Еще одним индикатором робости является молчание. Всякий раз, когда рабочая группа Кейгана вела наблюдение за застенчивыми и самоуверенными детьми в естественной обстановке — на занятиях в детском саду, с другими детьми, которых они не знали, или во время беседы с интервьюером, — робкие дети говорили меньше. Одна робкая малышка, посещавшая детский сад, ничего не отвечала, когда другие дети обращались к ней, и проводила большую часть дня, просто наблюдая затем, как играют другие дети. Кейган предполагает, что робкое молчание при столкновении с чем-то новым или с воспринимаемой угрозой служит признаком активности невральной цепи, проходящей между передним мозгом, миндалевидным телом и соседними лимбическими структурами, которые контролируют способность издавать звуки (те же самые цепи заставляют нас «затыкаться» в условиях стресса).
Такие чувствительные дети подвергаются большому риску заполучить со временем расстройство, связанное с тревожностью, такое как панические атаки, начинающиеся уже в шестом или седьмом классе. При одном обследовании 754 мальчиков и девочек из этих классов обнаружилось, что 44 ребенка уже перенесли по крайней мере один приступ паники или имели несколько предварительных симптомов.

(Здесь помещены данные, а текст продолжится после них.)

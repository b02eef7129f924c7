//! Solved decision tree structures
//!
//! A tree routes a vectorized input through split nodes (`condition · x >= 0`
//! goes to `greater`) until it reaches a leaf, whose linear map produces the
//! output vector directly.

use crate::errors::{Result, SynthError};
use crate::expression::round_to;
use serde::{Deserialize, Serialize};

/// A tree node (split or leaf)
#[derive(Debug, Clone, PartialEq, Serialize, Deserialize)]
#[serde(tag = "kind", rename_all = "snake_case")]
pub enum Node {
    Internal {
        /// Split coefficients over the input vector
        condition: Vec<f64>,
        greater: Box<Node>,
        less: Box<Node>,
    },
    Leaf {
        /// Output width x input width
        map: Vec<Vec<f64>>,
    },
}

/// Which child of a split an input is routed to
#[derive(Debug, Clone, Copy, PartialEq, Eq, Hash, Serialize, Deserialize)]
pub enum Branch {
    Greater,
    Less,
}

pub(crate) fn dot(lhs: &[f64], rhs: &[f64]) -> f64 {
    lhs.iter().zip(rhs).map(|(a, b)| a * b).sum()
}

/// Decide the branch for a split sum. The sum is rounded first so that
/// floating point noise around an exact zero routes to `greater`.
pub fn route(condition: &[f64], input: &[f64], tolerance: f64) -> Branch {
    if round_to(dot(condition, input), tolerance) >= 0.0 {
        Branch::Greater
    } else {
        Branch::Less
    }
}

impl Node {
    pub fn leaf(map: Vec<Vec<f64>>) -> Self {
        Node::Leaf { map }
    }

    pub fn internal(condition: Vec<f64>, greater: Node, less: Node) -> Self {
        Node::Internal {
            condition,
            greater: Box::new(greater),
            less: Box::new(less),
        }
    }

    pub fn is_leaf(&self) -> bool {
        matches!(self, Node::Leaf { .. })
    }

    /// Number of levels (a single leaf has depth 1)
    pub fn depth(&self) -> usize {
        match self {
            Node::Leaf { .. } => 1,
            Node::Internal { greater, less, .. } => 1 + greater.depth().max(less.depth()),
        }
    }

    pub fn leaf_count(&self) -> usize {
        match self {
            Node::Leaf { .. } => 1,
            Node::Internal { greater, less, .. } => greater.leaf_count() + less.leaf_count(),
        }
    }

    /// Follow the splits for `input` and return the reached leaf map.
    pub fn find_leaf(&self, input: &[f64], tolerance: f64) -> &[Vec<f64>] {
        let mut node = self;
        loop {
            match node {
                Node::Leaf { map } => return map,
                Node::Internal {
                    condition,
                    greater,
                    less,
                } => {
                    node = match route(condition, input, tolerance) {
                        Branch::Greater => &**greater,
                        Branch::Less => &**less,
                    };
                }
            }
        }
    }

    /// Evaluate the tree on a vectorized input.
    pub fn evaluate(&self, input: &[f64], tolerance: f64) -> Vec<f64> {
        self.find_leaf(input, tolerance)
            .iter()
            .map(|row| dot(row, input))
            .collect()
    }

    /// Replace every leaf with a split whose condition is all zeros (so every
    /// input routes to `greater`) and whose two children copy the leaf. The
    /// result computes the same function one level deeper.
    pub fn extend_trivially(&self, input_width: usize) -> Node {
        match self {
            Node::Leaf { map } => Node::internal(
                vec![0.0; input_width],
                Node::leaf(map.clone()),
                Node::leaf(map.clone()),
            ),
            Node::Internal {
                condition,
                greater,
                less,
            } => Node::internal(
                condition.clone(),
                greater.extend_trivially(input_width),
                less.extend_trivially(input_width),
            ),
        }
    }

    /// Check every condition and map against the expected widths.
    pub fn validate(&self, input_width: usize, output_width: usize) -> Result<()> {
        match self {
            Node::Leaf { map } => {
                if map.len() != output_width {
                    return Err(SynthError::ShapeMismatch(format!(
                        "leaf has {} output rows, expected {}",
                        map.len(),
                        output_width
                    )));
                }
                if let Some(row) = map.iter().find(|row| row.len() != input_width) {
                    return Err(SynthError::ShapeMismatch(format!(
                        "leaf row has {} columns, expected {}",
                        row.len(),
                        input_width
                    )));
                }
                Ok(())
            }
            Node::Internal {
                condition,
                greater,
                less,
            } => {
                if condition.len() != input_width {
                    return Err(SynthError::ShapeMismatch(format!(
                        "condition has {} columns, expected {}",
                        condition.len(),
                        input_width
                    )));
                }
                greater.validate(input_width, output_width)?;
                less.validate(input_width, output_width)
            }
        }
    }
}

#[cfg(test)]
mod tests {
    use super::*;

    const TOL: f64 = 1e-14;

    fn step_tree() -> Node {
        Node::internal(
            vec![0.15, -0.05],
            Node::leaf(vec![vec![0.0, 1.0]]),
            Node::leaf(vec![vec![0.0, -1.0]]),
        )
    }

    #[test]
    fn test_routing() {
        let tree = step_tree();
        assert_eq!(tree.evaluate(&[1.0, 1.0], TOL), vec![1.0]);
        assert_eq!(tree.evaluate(&[-1.0, 1.0], TOL), vec![-1.0]);
    }

    #[test]
    fn test_noise_around_zero_routes_greater() {
        // 0.15 * (1/3) - 0.05 is a tiny negative number in floating point
        let x = 2.0 / 3.0 * 2.0 - 1.0;
        assert_eq!(route(&[0.15, -0.05], &[x, 1.0], TOL), Branch::Greater);
    }

    #[test]
    fn test_depth_and_leaves() {
        let tree = step_tree();
        assert_eq!(tree.depth(), 2);
        assert_eq!(tree.leaf_count(), 2);
        assert!(!tree.is_leaf());
    }

    #[test]
    fn test_extend_trivially_preserves_function() {
        let tree = step_tree();
        let deeper = tree.extend_trivially(2);
        assert_eq!(deeper.depth(), 3);
        assert_eq!(deeper.leaf_count(), 4);
        for x in [-1.0, -0.3, 0.2, 1.0] {
            let input = [x, 1.0];
            assert_eq!(tree.evaluate(&input, TOL), deeper.evaluate(&input, TOL));
        }
    }

    #[test]
    fn test_validate_widths() {
        let tree = step_tree();
        assert!(tree.validate(2, 1).is_ok());
        assert!(tree.validate(3, 1).is_err());
        assert!(tree.validate(2, 2).is_err());
    }

    #[test]
    fn test_serde_tagging() {
        let json = serde_json::to_string(&Node::leaf(vec![vec![1.0]])).unwrap();
        assert_eq!(json, r#"{"kind":"leaf","map":[[1.0]]}"#);
        let back: Node = serde_json::from_str(&json).unwrap();
        assert!(back.is_leaf());
    }
}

Эти приступы тревожности, как правило, инициировались обычными для подросткового возраста страхами, связанными, например, с первым свиданием или трудным экзаменом, страхами, с которыми большинство детей справляется, не получая при этом более серьезных проблем. Но застенчивые по характеру подростки, которых особенно пугали новые ситуации, приобретали панические симптомы, такие как учащенное сердцебиение, одышка или чувство удушья, наряду с предчувствием, что с ними произойдет нечто ужасное вроде того, что они сойдут с ума или умрут. Исследователи полагают, что пока эти эпизоды недостаточно существенны, чтобы заслужить психиатрический диагноз «паническое расстройство», они сигнализируют о большем риске, что у этих подростков с годами разовьется такое нарушение; многие взрослые, страдающие паническими атаками, говорят, что эти атаки начались у них в подростковом возрасте.

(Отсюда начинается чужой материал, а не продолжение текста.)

//! Records: named mappings from feature key to number-or-null.

use crate::errors::{Result, SynthError};
use serde::{Deserialize, Deserializer, Serialize, Serializer};
use std::collections::BTreeMap;

/// A single feature value
#[derive(Debug, Clone, Copy, PartialEq)]
pub enum Value {
    Number(f64),
    Null,
}

impl Value {
    pub fn as_number(&self) -> Option<f64> {
        match self {
            Value::Number(v) => Some(*v),
            Value::Null => None,
        }
    }

    pub fn is_null(&self) -> bool {
        matches!(self, Value::Null)
    }
}

impl From<f64> for Value {
    fn from(value: f64) -> Self {
        Value::Number(value)
    }
}

impl From<i32> for Value {
    fn from(value: i32) -> Self {
        Value::Number(f64::from(value))
    }
}

impl<T: Into<Value>> From<Option<T>> for Value {
    fn from(value: Option<T>) -> Self {
        value.map_or(Value::Null, Into::into)
    }
}

impl Serialize for Value {
    fn serialize<S: Serializer>(&self, serializer: S) -> std::result::Result<S::Ok, S::Error> {
        match self {
            Value::Number(v) => serializer.serialize_f64(*v),
            Value::Null => serializer.serialize_none(),
        }
    }
}

impl<'de> Deserialize<'de> for Value {
    fn deserialize<D: Deserializer<'de>>(deserializer: D) -> std::result::Result<Self, D::Error> {
        Ok(Option::<f64>::deserialize(deserializer)?.into())
    }
}

/// Feature key to value mapping
pub type Record = BTreeMap<String, Value>;

/// Build a record from `(key, value)` pairs.
pub fn record<K, V, I>(pairs: I) -> Record
where
    K: Into<String>,
    V: Into<Value>,
    I: IntoIterator<Item = (K, V)>,
{
    pairs
        .into_iter()
        .map(|(k, v)| (k.into(), v.into()))
        .collect()
}

/// Convert a JSON object into a record, rejecting anything that is not a
/// number or null.
pub fn record_from_json(value: &serde_json::Value) -> Result<Record> {
    let object = value.as_object().ok_or_else(|| SynthError::InvalidValueKind {
        key: String::new(),
        found: format!("expected a JSON object, got {value}"),
    })?;

    let mut out = Record::new();
    for (key, raw) in object {
        let parsed = match raw {
            serde_json::Value::Null => Value::Null,
            serde_json::Value::Number(n) => match n.as_f64() {
                Some(v) => Value::Number(v),
                None => {
                    return Err(SynthError::InvalidValueKind {
                        key: key.clone(),
                        found: n.to_string(),
                    })
                }
            },
            other => {
                return Err(SynthError::InvalidValueKind {
                    key: key.clone(),
                    found: other.to_string(),
                })
            }
        };
        out.insert(key.clone(), parsed);
    }
    Ok(out)
}

/// Convert a JSON array of objects into records.
pub fn records_from_json(value: &serde_json::Value) -> Result<Vec<Record>> {
    let items = value.as_array().ok_or_else(|| SynthError::InvalidValueKind {
        key: String::new(),
        found: format!("expected a JSON array, got {value}"),
    })?;
    items.iter().map(record_from_json).collect()
}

Начало панических атак тесно связано с наступлением периода полового созревания. Девочки с начальными признаками полового созревания не сообщали о приступах тревоги, а из тех, у кого этот период уже закончился, примерно 8 процентов жаловались, что их часто охватывает паническая тревога. После такого приступа у них развивается боязнь повторения подобного состояния, которое заставляет людей, подверженных паническим атакам, бояться самой жизни.